Usai sarapan pagi, perutnya sudah mulai menyanyikan lagu ballad ketika dia merasa harus menuntaskan panggilan ibu pertiwi di kamar mandi. "Tsk! Dasar perut jelata, habis diisi malah kebelet dibuang. Beuh!" rutuknya sembari memegangi perut dan masuk ke kamar mandi yang menyatu dengan WC. Tak lupa dia menyambar handuk juga, sekalian mandi.
Di jam 1 siang, Erlangga telah duduk manja di tepi kasurnya sambil menonton Yutub dulu sebelum bersiap-siap berangkat kerja, agar dia tidak perlu membeli televisi. Lagipula, siapa sih yang masih menonton program acara televisi sekarang ini, huh? Ohh, andai ucapan benak dia ini didengar para emak-emak di apartemen sebelah kanan kirinya, dia bisa didemo, dicubit-cubit gemas para mahmud (mamah muda).
Menyelesaikan menonton Yutub sampai matanya kenyang, dia menggeliat sedikit sambil melirik jam digital di lantai dekat kasurnya, sudah jam 2. Ohh, betapa dia merasa bodoh sampai harus melihat jam di sana, padahal pada ponselnya saja ada jam.

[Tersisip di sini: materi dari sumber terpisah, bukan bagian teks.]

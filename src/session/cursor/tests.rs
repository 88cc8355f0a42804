use super::*;

#[test]
fn empty_playlist_is_inactive() {
    let mut cursor = Cursor::for_playlist(0);
    assert_eq!(cursor, Cursor::Inactive);
    assert_eq!(cursor.advance(0), Step::Stayed);
    assert_eq!(cursor.retreat(), Step::Stayed);
    assert!(!cursor.can_advance(0));
    assert!(!cursor.can_retreat());
    assert_eq!(cursor, Cursor::Inactive);
}

#[test]
fn new_playlist_starts_at_first_card() {
    assert_eq!(Cursor::for_playlist(3), Cursor::Active(0));
}

#[test]
fn advances_until_last_card() {
    let mut cursor = Cursor::for_playlist(3);
    assert_eq!(cursor.advance(3), Step::Moved(1));
    assert_eq!(cursor.advance(3), Step::Moved(2));
    assert!(!cursor.can_advance(3));
    assert_eq!(cursor.advance(3), Step::Stayed);
    assert_eq!(cursor, Cursor::Active(2));
}

#[test]
fn retreat_at_first_card_is_noop() {
    let mut cursor = Cursor::for_playlist(3);
    assert!(!cursor.can_retreat());
    assert_eq!(cursor.retreat(), Step::Stayed);
    assert_eq!(cursor, Cursor::Active(0));

    cursor.advance(3);
    assert!(cursor.can_retreat());
    assert_eq!(cursor.retreat(), Step::Moved(0));
}

#[test]
fn jump_does_not_clamp() {
    let mut cursor = Cursor::for_playlist(3);
    assert!(cursor.jump_to(2, 3).is_ok());
    assert_eq!(cursor, Cursor::Active(2));

    match cursor.jump_to(3, 3) {
        Err(Error::OutOfRange { index: 3, len: 3 }) => (),
        other => panic!("Unexpected jump result: {:?}", other),
    }
    assert_eq!(cursor, Cursor::Active(2));
}

#[test]
fn jump_on_empty_playlist_fails() {
    let mut cursor = Cursor::for_playlist(0);
    assert!(cursor.jump_to(0, 0).is_err());
    assert_eq!(cursor, Cursor::Inactive);
}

Baiklah, daripada menyesali kebodohan sesaat tadi, ia pun mulai bersiap-siap untuk pergi ke Sae. Tanpa perlu mematut diri karena dia sudah yakin bajunya rapi, tak lupa sedikit menyemprotkan minyak wangi ke tubuhnya, siapa tau nanti bertemu dengan ... siapa gadis itu? Ohh, Airin.
Keluar dari apartemen mungilnya sambil memakai baju kerja Sae dan ditutupi jaket denim dan tak lupa memakai topi seperti biasanya, dia mengambil sepedanya dan mengayuh hingga tiba di Sae pada jam setengah 3 siang.
Erlangga mulai mengerjakan pekerjaan utama dia sampai akhirnya jam 5 sore, gadis yang dia tunggu-tunggu muncul. Airin.
Airin datang bersama seorang teman perempuan dia. Pakaiannya sangat kasul dan membawa tas serta laptop. Apakah dia kos di dekat sini? Nanti Erlangga akan menghubungi agen CIA untuk menyelidiki mengenai itu. Iya, agen CIA, Cari Ini-itu Apa-saja. Jangan ditanya dimana dia merekrut orang-orang untuk membuat agen tersebut.
Ketika Erlangga mulai menyapu di daerah tempat Airin dan temannya duduk, jantungnya mulai memainkan irama epic battle. Astaga, kenapa sebegini berdebarnya, sih? Memangnya apa istimewanya gadis itu sampai bisa membuat Erlangga seperti bukan Erlangga. Kerasukan, begitu?
Saat pemuda itu sudah berada di sebelah Airin, dia mengucapkan, "Permisi, Mbak, saya sapu dulu."
Airin yang ketika itu sedang mengobrol dengan teman di depannya, segera mengangkat kakinya dan menyahut kaget, "Oh, iya Mas! Terima kasih," ucap gadis itu.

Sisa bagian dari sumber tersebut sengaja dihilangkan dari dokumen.